PROVIDED RECORDS Block Start

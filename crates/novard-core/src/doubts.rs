//! Doubt thread controller
//!
//! Owns the selection, the active status filter, and the last loaded list
//! and thread. Every operation takes `&mut self`, so a UI driving one
//! controller can only have one request in flight and responses are always
//! applied in the order they were issued.
//!
//! The UI never reads controller state directly. It asks for a
//! [`ListPanel`] and a [`DetailPanel`] and paints those.

use tracing::{debug, info, warn};

use crate::api::Backend;
use crate::error::DoubtError;
use crate::markdown;
use crate::models::{Doubt, DoubtId, DoubtMessage, DoubtStatus, Sender, StatusFilter};
use crate::session::Identity;

pub const PLACEHOLDER: &str = "Select a doubt to view details";
pub const EMPTY_LIST: &str = "No doubts yet.";

#[derive(Debug, Clone, PartialEq, Eq)]
pub struct Selection {
    pub id: DoubtId,
    pub title: String,
    pub status: DoubtStatus,
}

#[derive(Debug, Clone)]
enum ListState {
    Idle,
    Loading,
    Loaded(Vec<Doubt>),
    Failed(String),
}

#[derive(Debug, Clone)]
enum ThreadState {
    Idle,
    Loading,
    Loaded(Vec<DoubtMessage>),
    Failed(String),
}

pub struct DoubtController<B: Backend> {
    backend: B,
    identity: Identity,
    filter: StatusFilter,
    selected: Option<Selection>,
    list: ListState,
    thread: ThreadState,
    scroll_to_bottom: bool,
}

impl<B: Backend> DoubtController<B> {
    pub fn new(backend: B, identity: Identity, filter: StatusFilter) -> Self {
        Self {
            backend,
            identity,
            filter,
            selected: None,
            list: ListState::Idle,
            thread: ThreadState::Idle,
            scroll_to_bottom: false,
        }
    }

    pub fn backend(&self) -> &B {
        &self.backend
    }

    pub fn selection(&self) -> Option<&Selection> {
        self.selected.as_ref()
    }

    pub fn filter(&self) -> StatusFilter {
        self.filter
    }

    /// Rows from the last successful list load.
    pub fn doubts(&self) -> &[Doubt] {
        match &self.list {
            ListState::Loaded(doubts) => doubts,
            _ => &[],
        }
    }

    pub fn messages(&self) -> &[DoubtMessage] {
        match &self.thread {
            ThreadState::Loaded(messages) => messages,
            _ => &[],
        }
    }

    /// Show the list as loading before the request is awaited, so a frame
    /// can be painted first.
    pub fn mark_list_loading(&mut self) {
        self.list = ListState::Loading;
    }

    pub fn mark_thread_loading(&mut self) {
        if self.selected.is_some() {
            self.thread = ThreadState::Loading;
        }
    }

    pub async fn load_list(&mut self, filter: StatusFilter) {
        self.filter = filter;
        self.fetch_list(true).await;
    }

    async fn fetch_list(&mut self, auto_select: bool) {
        self.list = ListState::Loading;
        let doubts = match self.backend.list_doubts(&self.identity, self.filter).await {
            Ok(doubts) => doubts,
            Err(e) => {
                warn!(error = %e, filter = ?self.filter, "loading doubts failed");
                self.list = ListState::Failed(format!("Error loading doubts: {e}"));
                return;
            }
        };
        debug!(count = doubts.len(), filter = ?self.filter, "doubts loaded");

        if doubts.is_empty() {
            self.clear_selection();
            self.list = ListState::Loaded(doubts);
            return;
        }

        if let Some(selected) = &mut self.selected {
            if let Some(doubt) = doubts.iter().find(|d| d.id == selected.id) {
                selected.title = doubt.title.clone();
                selected.status = doubt.status;
            }
        }

        let first = doubts[0].clone();
        self.list = ListState::Loaded(doubts);

        if auto_select && self.selected.is_none() {
            self.select(first.id, &first.title, first.status).await;
        }
    }

    fn clear_selection(&mut self) {
        self.selected = None;
        self.thread = ThreadState::Idle;
    }

    pub async fn select(&mut self, id: DoubtId, title: &str, status: DoubtStatus) {
        debug!(%id, "doubt selected");
        self.selected = Some(Selection {
            id,
            title: title.to_string(),
            status,
        });
        self.reload_thread().await;
    }

    pub async fn reload_thread(&mut self) {
        let Some(id) = self.selected.as_ref().map(|s| s.id) else {
            return;
        };

        self.thread = ThreadState::Loading;
        match self.backend.get_thread(&self.identity, id).await {
            Ok(thread) => {
                if let Some(selected) = self.selected.as_mut().filter(|s| s.id == thread.doubt.id) {
                    selected.title = thread.doubt.title;
                    selected.status = thread.doubt.status;
                }
                self.show_messages(thread.messages);
            }
            Err(e) => {
                warn!(error = %e, %id, "loading thread failed");
                self.thread = ThreadState::Failed(format!("Error: {e}"));
            }
        }
    }

    fn show_messages(&mut self, messages: Vec<DoubtMessage>) {
        self.thread = ThreadState::Loaded(messages);
        self.scroll_to_bottom = true;
    }

    pub async fn reply(&mut self, text: &str, use_ai: bool) -> Result<(), DoubtError> {
        let id = self.selected.as_ref().ok_or(DoubtError::NoSelection)?.id;
        let text = text.trim();
        if text.is_empty() {
            return Err(DoubtError::Validation("Please enter a reply.".to_string()));
        }

        let messages = self.backend.reply(&self.identity, id, text, use_ai).await?;
        info!(%id, use_ai, "reply posted");
        self.show_messages(messages);
        self.fetch_list(true).await;
        Ok(())
    }

    pub async fn resolve(&mut self, notes: &str) -> Result<(), DoubtError> {
        let selected = self.selected.as_ref().ok_or(DoubtError::NoSelection)?;
        if selected.status == DoubtStatus::Resolved {
            return Err(DoubtError::AlreadyResolved(selected.id));
        }
        let id = selected.id;

        self.backend.resolve(&self.identity, id, notes.trim()).await?;
        info!(%id, "doubt resolved");
        if let Some(selected) = &mut self.selected {
            selected.status = DoubtStatus::Resolved;
        }
        self.fetch_list(true).await;
        self.reload_thread().await;
        Ok(())
    }

    /// Submit a new doubt, show the open list and select it. The thread is
    /// fetched twice; the backend's automated answer usually lands after the
    /// creation response.
    pub async fn create(&mut self, title: &str, question: &str) -> Result<Option<DoubtId>, DoubtError> {
        let (title, question) = (title.trim(), question.trim());
        if title.is_empty() || question.is_empty() {
            return Err(DoubtError::Validation(
                "Please enter both title and question.".to_string(),
            ));
        }

        let id = self.backend.create_doubt(&self.identity, title, question).await?;
        info!(id = ?id, "doubt created");

        if self.filter == StatusFilter::Resolved {
            self.filter = StatusFilter::Open;
        }
        self.fetch_list(id.is_none()).await;

        if let Some(id) = id {
            self.select(id, title, DoubtStatus::Open).await;
            self.reload_thread().await;
        }
        Ok(id)
    }

    /// Returns the pending scroll request and clears it.
    pub fn take_scroll_request(&mut self) -> bool {
        std::mem::take(&mut self.scroll_to_bottom)
    }

    pub fn list_panel(&self) -> ListPanel {
        match &self.list {
            ListState::Idle => ListPanel::Idle,
            ListState::Loading => ListPanel::Loading,
            ListState::Failed(message) => ListPanel::Failed(message.clone()),
            ListState::Loaded(doubts) if doubts.is_empty() => ListPanel::Empty,
            ListState::Loaded(doubts) => {
                let selected = self.selected.as_ref().map(|s| s.id);
                ListPanel::Rows(
                    doubts
                        .iter()
                        .map(|d| DoubtRow {
                            id: d.id,
                            title: d.title.clone(),
                            status: d.status,
                            meta: format!("#{} • {} • {}", d.id, d.status, d.updated_display()),
                            selected: selected == Some(d.id),
                        })
                        .collect(),
                )
            }
        }
    }

    pub fn detail_panel(&self) -> DetailPanel {
        let Some(selected) = &self.selected else {
            return DetailPanel {
                header: PLACEHOLDER.to_string(),
                body: DetailBody::Placeholder,
                reply_enabled: false,
                resolve_enabled: false,
                scroll_to_bottom: false,
            };
        };

        let body = match &self.thread {
            ThreadState::Idle => DetailBody::Placeholder,
            ThreadState::Loading => DetailBody::Loading,
            ThreadState::Failed(message) => DetailBody::Failed(message.clone()),
            ThreadState::Loaded(messages) => {
                DetailBody::Messages(messages.iter().map(MessageView::from).collect())
            }
        };

        DetailPanel {
            header: format!("#{} • {} • {}", selected.id, selected.title, selected.status),
            body,
            reply_enabled: true,
            resolve_enabled: selected.status == DoubtStatus::Open,
            scroll_to_bottom: self.scroll_to_bottom,
        }
    }
}

#[derive(Debug, Clone, PartialEq, Eq)]
pub enum ListPanel {
    Idle,
    Loading,
    Empty,
    Failed(String),
    Rows(Vec<DoubtRow>),
}

#[derive(Debug, Clone, PartialEq, Eq)]
pub struct DoubtRow {
    pub id: DoubtId,
    pub title: String,
    pub status: DoubtStatus,
    /// `#id • status • time`
    pub meta: String,
    pub selected: bool,
}

#[derive(Debug, Clone, PartialEq, Eq)]
pub struct DetailPanel {
    pub header: String,
    pub body: DetailBody,
    pub reply_enabled: bool,
    pub resolve_enabled: bool,
    pub scroll_to_bottom: bool,
}

#[derive(Debug, Clone, PartialEq, Eq)]
pub enum DetailBody {
    Placeholder,
    Loading,
    Failed(String),
    Messages(Vec<MessageView>),
}

#[derive(Debug, Clone, PartialEq, Eq)]
pub struct MessageView {
    pub sender: Sender,
    pub text: String,
}

impl From<&DoubtMessage> for MessageView {
    fn from(message: &DoubtMessage) -> Self {
        Self {
            sender: message.sender,
            text: message.message.clone(),
        }
    }
}

impl MessageView {
    /// Prefix shown before plain-text messages. Bot messages have none.
    pub fn label(&self) -> Option<&'static str> {
        match self.sender {
            Sender::User => Some("You: "),
            Sender::Mentor => Some("Mentor: "),
            Sender::Bot => None,
        }
    }

    /// Bot text goes through the Markdown renderer; everything else is
    /// escaped verbatim.
    pub fn to_html(&self) -> String {
        match self.label() {
            Some(label) => format!("{label}{}", markdown::escape_html(&self.text)),
            None => markdown::render(&self.text),
        }
    }
}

PROVIDED RECORDS Block End

== ACTION ITEM ==
The lines above, starting at the one with "let text = text.trim();" and ending at the one with "pub async fn resolve(&mut", are the only ones to return, exactly as written.

== SOLVED PROBLEM ==
        let text = text.trim();
        if text.is_empty() {
            return Err(DoubtError::Validation("Please enter a reply.".to_string()));
        }

        let messages = self.backend.reply(&self.identity, id, text, use_ai).await?;
        info!(%id, use_ai, "reply posted");
        self.show_messages(messages);
        self.fetch_list(true).await;
        Ok(())
    }

    pub async fn resolve(&mut self, notes: &str) -> Result<(), DoubtError> {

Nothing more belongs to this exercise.